You are right.
Ground pepper definitely. And we also grind our salt. I think the salt is sort of pointless. But my Wife likes it. That’s fine. Like mentioned above, the grain size can make a difference when put on prepared food. Same with pepper.
I do most of the cooking.
We now have pink Himalayan salt or something. Pure salt would be white or clear. I donno, I don’t really care to investigate.
Oh, and make sure to close the pepper grinder after use. The round pepper corns spread everywhere. We found them for about a year. It was actually kind of funny.
You may be interested in this recent thread:
Some are dessicants, some are oxygen absorbers. Really depends on what the product is as to which they’re packaged with.
I wouldn’t even be surprised if they made combo packs for some products- oxygen AND moisture absorbers.
McCormick sells salt in a plastic grinder for the home market. I do find it handy, as it doesn’t cake.
I’ve never seen the point; if I need a specific size of salt grain/crystal/flake, I’ll buy it as such. If not, then I’ll just use regular old kosher salt.
Grinding it always struck me as just that soupçon of pretension in certain restaurants- let us grind you fresh salt to go with your pepper, not that common salt-shaker stuff. You don’t get a specific grind, you don’t get a specific type of salt, just some bit of theater and the same old sodium chloride you’d get any other way.
At home it makes some sense if you really want to vary the grind, or if you have very coarse salt of some specialty kind - black or himalayan or whatever.
How pretentious can a restaurant be if they use soup cans?
One note that not all “black salt” is the sulphurous Himalayan kind, or the Hawaiian lava kind - some is just bog standard sea salt + charcoal.
Using the word soupçon always struck me as just a small bit of pretension in certain forums.
Sorry, I couldn’t resist.
Heh. My gf went to a “salt tasting” a few years ago. Yeah, a salt tasting. She felt like she had to buy something, so she bought a tiny jar (a few grams) of salt with truffle shavings/powder. It was salty.
I’ve never seen a salt grinder at a restaurant. I DO have one at home. Never really thought about the fact that the salt doesn’t seem to cake but that’s a benefit. Mainly I like it because it seems to let me grind salt finer and thus, perhaps, use less. Or if I want more obvious crystals on top of my dish, I can set it to a coarser setting.
I’m baffled as to the “black salt” that is or perhaps WAS trendy. Yeah, just colored black with charcoal or some such. If there is a benefit to having charcoal in one’s diet, the amount you’d get from that would require a rather unhealthy amount of salt.
Whoopsie!!!
Ours are the sort where, when not in use, the grinding mechanism is up - so you don’t wind up with crumbs of salt or pepper on the table whenever you set the thing down.

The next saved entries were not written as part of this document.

//! Incremental aggregates maintained over a sliding window.
//!
//! ## Design
//!
//! Window cursors never recompute from scratch on a step. They hand the
//! aggregate the value leaving the window and the value entering it, and
//! the aggregate updates in place:
//!
//! ```text
//! forward step:   [a b c d] e   ->   a [b c d e]    slide_forward(a, e)
//! backward step:  z [a b c d]   ->   [z a b c] d    slide_backward(d, z)
//! ```
//!
//! Window growth and shrinkage (ramp-up, key-width windows) go through the
//! `push_*` / `pop_*` operations. Values are always handed over exactly as
//! they were admitted so order-sensitive aggregates can verify them.
//!
//! ## Components
//!
//! - [`RunningStats`] / [`OnlineAggregate`]: exactly reversible sum, mean, variance
//! - [`RunningMedian`]: fixed-width median with O(sqrt(w)) updates
//! - [`MovingMedian`]: window median switching between naive and indexed modes

mod exact;
mod median;
mod moving_median;
mod running;

pub use median::{naive_median, RunningMedian};
pub use moving_median::MovingMedian;
pub use running::{OnlineAggregate, RunningAggregate, RunningStats, Statistic};

use std::fmt::Debug;

use sha2::{Digest, Sha256};

use crate::error::Result;

/// Aggregate driven by a window cursor.
///
/// The window is a sequence: `front` is the oldest value, `back` the newest.
pub trait WindowAggregate: Clone + Debug {
    /// Append a value as the newest
    fn push_back(&mut self, value: f64);

    /// Prepend a value as the oldest
    fn push_front(&mut self, value: f64);

    /// Remove the oldest value, which must equal `value`
    fn pop_front(&mut self, value: f64) -> Result<()>;

    /// Remove the newest value, which must equal `value`
    fn pop_back(&mut self, value: f64) -> Result<()>;

    /// Forward step at constant width: evict the oldest, admit a newest.
    fn slide_forward(&mut self, evicted: f64, admitted: f64) -> Result<()> {
        self.pop_front(evicted)?;
        self.push_back(admitted);
        Ok(())
    }

    /// Backward step at constant width: evict the newest, admit an oldest.
    fn slide_backward(&mut self, evicted: f64, admitted: f64) -> Result<()> {
        self.pop_back(evicted)?;
        self.push_front(admitted);
        Ok(())
    }

    /// Replace the contents with `values`, oldest first
    fn load(&mut self, values: &[f64]) {
        self.clear();
        for &value in values {
            self.push_back(value);
        }
    }

    /// Drop all values
    fn clear(&mut self);

    /// Number of values held
    fn len(&self) -> usize;

    #[inline]
    fn is_empty(&self) -> bool {
        self.len() == 0
    }

    /// Aggregate over the held values; `NaN` when empty
    fn current(&self) -> f64;

    /// Feed the aggregate's state into a state-root hasher.
    ///
    /// Two aggregates holding the same values must hash identically. The
    /// default covers only the count and the current result; aggregates
    /// with richer internal state override it.
    fn hash_into(&self, hasher: &mut Sha256) {
        hasher.update((self.len() as u64).to_le_bytes());
        hasher.update(self.current().to_bits().to_le_bytes());
    }
}

/// Bitwise value identity, treating every NaN as equal.
#[inline]
pub(crate) fn same_value(a: f64, b: f64) -> bool {
    a.to_bits() == b.to_bits() || (a.is_nan() && b.is_nan())
}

Of course if we’re refilling them, the opening is on the bottom - so as soon as we refill it, if we don’t tighten that thing correctly, big mess as soon as we try to set it on the counter. I don’t think we’ve had that happen… yet.
Yeah, poorly worded. That happened after a refill. Didn’t put it back together properly.
Also, different size grains have different uses. On your French-fried potatoes, you want very fine ground salt, finer than table salt. On your pretzel, you want very coarse ground salt.
But I’m not sure an adjustable salt grinder is the best way to accomplish that.
Good truffle salt is very handy for adding umami + salt to a dish. Bad truffle salt is salty.
Oh, it was an intentionally pretentious use of the word!
Whilst I had a modicum of doubt, apropos of this milieu I was cognizant that was a distinct possibility. Tally ho!
Unbeknownst to the perpendicular pronoun, the pseudoutilization of foreign and anachronistic vocabulary minutiae further elucidates requirements for graphical emoticonical depictions encompassing sarcastic metathemes, to be eleemosynary.
Easy for you to say.
(Extra characters added to please discourse.)